**Exercise:** Search each line of the data for the word "InMemoryObjectStore"; copy every line where it is found.

**Data:**
use ovl_types::ObjectId;

/// Domain-separated BLAKE3 content hasher.
///
/// Each hasher carries a domain tag (e.g., `"ovl-blob-v1"`, `"ovl-tree-v1"`)
/// that is prepended to every hash computation. This prevents cross-type hash
/// collisions: a blob and a tree with identical bytes will produce different
/// hashes.
pub struct ContentHasher {
    domain: &'static str,
}

impl ContentHasher {
    /// Hasher for blob objects (file contents and symlink targets).
    pub const BLOB: Self = Self {
        domain: "ovl-blob-v1",
    };
    /// Hasher for tree objects.
    pub const TREE: Self = Self {
        domain: "ovl-tree-v1",
    };
    /// Hasher for commit objects.
    pub const COMMIT: Self = Self {
        domain: "ovl-commit-v1",
    };

    /// Create a hasher with a custom domain tag.
    pub const fn new(domain: &'static str) -> Self {
        Self { domain }
    }

    /// Hash raw bytes with domain separation.
    pub fn hash(&self, data: &[u8]) -> ObjectId {
        let mut hasher = blake3::Hasher::new();
        hasher.update(self.domain.as_bytes());
        hasher.update(b":");
        hasher.update(data);
        ObjectId::from_hash(*hasher.finalize().as_bytes())
    }

    /// Verify that data produces the expected object ID.
    pub fn verify(&self, data: &[u8], expected: &ObjectId) -> bool {
        self.hash(data) == *expected
    }

    /// The domain tag used by this hasher.
    pub fn domain(&self) -> &str {
        self.domain
    }
}
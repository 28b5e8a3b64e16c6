//! Content-addressed object storage for ovl.
//!
//! This crate implements a hash-keyed object store analogous to git's
//! `.git/objects/` directory or an ostree repository's `objects/`. Every
//! filesystem snapshot is stored as immutable blob, tree and commit objects
//! identified by their BLAKE3 hash (domain-separated by object kind).
//!
//! # Object Types
//!
//! - [`Blob`] -- raw content (file contents, symlink targets)
//! - [`Tree`] -- directory listing mapping names to object references
//! - [`CommitObject`] -- a root tree plus optional parent and message
//!
//! # Storage Backends
//!
//! All backends implement the [`ObjectStore`] trait:
//!
//! - [`InMemoryObjectStore`] -- `HashMap`-based store for tests and embedding
//! - [`FsObjectStore`] -- loose object files, optionally zstd-compressed
//!
//! # Design Rules
//!
//! 1. Objects are immutable once written (content-addressing guarantees this).
//! 2. Write-then-link: write object, verify hash, then update references.
//! 3. Concurrent reads are always safe (objects are immutable).
//! 4. The store never interprets object contents -- it is a pure key-value store.
//! 5. All I/O errors are propagated, never silently ignored.

pub mod error;
pub mod fs;
pub mod memory;
pub mod object;
pub mod traits;

// Re-export primary types at crate root for ergonomic imports.
pub use error::{StoreError, StoreResult};
pub use fs::FsObjectStore;
pub use memory::InMemoryObjectStore;
pub use object::{Blob, CommitObject, EntryMode, ObjectKind, StoredObject, Tree, TreeEntry};
pub use traits::ObjectStore;
impl Repo {
    /// Create a new repository at `path`.
    pub fn create(path: &Path, config: RepoConfig) -> RepoResult<Self> {
        let config_path = path.join(CONFIG_FILE);
        if config_path.exists() {
            return Err(RepoError::AlreadyExists(path.to_path_buf()));
        }
        fs::create_dir_all(path)?;
        config.save(&config_path)?;
        info!(path = %path.display(), mode = ?config.mode, "repository created");
        Self::open(path)
    }

    /// Open an existing repository.
    pub fn open(path: &Path) -> RepoResult<Self> {
        let config_path = path.join(CONFIG_FILE);
        if !config_path.is_file() {
            return Err(RepoError::NotARepository(path.to_path_buf()));
        }
        let config = RepoConfig::load(&config_path)?;
        let objects = FsObjectStore::open(&path.join(OBJECTS_DIR), config.compression())?;
        let refs = FsRefStore::open(path)?;
        debug!(path = %path.display(), "repository opened");
        Ok(Self {
            path: Some(path.to_path_buf()),
            objects: Box::new(objects),
            refs: Box::new(refs),
            writer: WriterSlot::File(path.join(LOCK_FILE)),
            config,
        })
    }

    /// A repository held entirely in memory.
    pub fn in_memory() -> Self {
        Self::in_memory_with(RepoConfig::default())
    }

    /// An in-memory repository with the given config.
    pub fn in_memory_with(config: RepoConfig) -> Self {
        Self {
            path: None,
            config,
            objects: Box::new(InMemoryObjectStore::new()),
            refs: Box::new(InMemoryRefStore::new()),
            writer: WriterSlot::memory(),
        }
    }

    /// The repository directory; `None` when in memory.
    pub fn path(&self) -> Option<&Path> {
        self.path.as_deref()
    }

    pub fn config(&self) -> &RepoConfig {
        &self.config
    }

    pub fn objects(&self) -> &dyn ObjectStore {
        self.objects.as_ref()
    }

    pub fn refs(&self) -> &dyn RefStore {
        self.refs.as_ref()
    }

    /// Read a commit object.
    pub fn read_commit(&self, id: &ObjectId) -> RepoResult<CommitObject> {
        let object = self.objects.read_required(id)?;
        Ok(CommitObject::from_stored_object(&object)?)
    }

    /// Read a tree object.
    pub fn read_tree(&self, id: &ObjectId) -> RepoResult<Tree> {
        let object = self.objects.read_required(id)?;
        Ok(Tree::from_stored_object(&object)?)
    }

    /// Branches and their tips, sorted by name.
    pub fn branches(&self) -> RepoResult<Vec<Ref>> {
        Ok(self
            .refs
            .branches()?
            .into_iter()
            .map(|(_, reference)| reference)
            .collect())
    }

    /// Entries of the directory at `path` (slash separated, relative to the
    /// root) in `commit`. A path naming a non-directory yields that entry.
    pub fn ls(&self, commit: &ObjectId, path: &str) -> RepoResult<Vec<TreeEntry>> {
        let mut tree = self.read_tree(&self.read_commit(commit)?.tree)?;
        let mut components = path.split('/').filter(|c| !c.is_empty()).peekable();
        while let Some(component) = components.next() {
            let entry = tree.get(component).cloned().ok_or_else(|| {
                RepoError::unresolved(path, format!("no entry {component:?}"))
            })?;
            if !entry.mode.is_dir() {
                if components.peek().is_some() {
                    return Err(RepoError::unresolved(
                        path,
                        format!("{component:?} is not a directory"),
                    ));
                }
                return Ok(vec![entry]);
            }
            tree = self.read_tree(&entry.object_id)?;
        }
        Ok(tree.entries)
    }

    /// Every path in `commit`, depth first in name order, with its entry.
    pub fn walk(&self, commit: &ObjectId) -> RepoResult<Vec<(String, TreeEntry)>> {
        let mut out = Vec::new();
        let root = self.read_commit(commit)?.tree;
        self.walk_tree(&root, "", &mut out)?;
        Ok(out)
    }

    fn walk_tree(
        &self,
        id: &ObjectId,
        prefix: &str,
        out: &mut Vec<(String, TreeEntry)>,
    ) -> RepoResult<()> {
        for entry in self.read_tree(id)?.entries {
            let path = format!("{prefix}{}", entry.name);
            let subtree = entry.mode.is_dir().then_some(entry.object_id);
            out.push((path.clone(), entry));
            if let Some(subtree) = subtree {
                self.walk_tree(&subtree, &format!("{path}/"), out)?;
            }
        }
        Ok(())
    }

    fn object_kind(&self, id: &ObjectId) -> RepoResult<Option<ObjectKind>> {
        Ok(self.objects.read(id)?.map(|object| object.kind))
    }
}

**Reply to the exercise:**
//! - [`InMemoryObjectStore`] -- `HashMap`-based store for tests and embedding
pub use memory::InMemoryObjectStore;
            objects: Box::new(InMemoryObjectStore::new()),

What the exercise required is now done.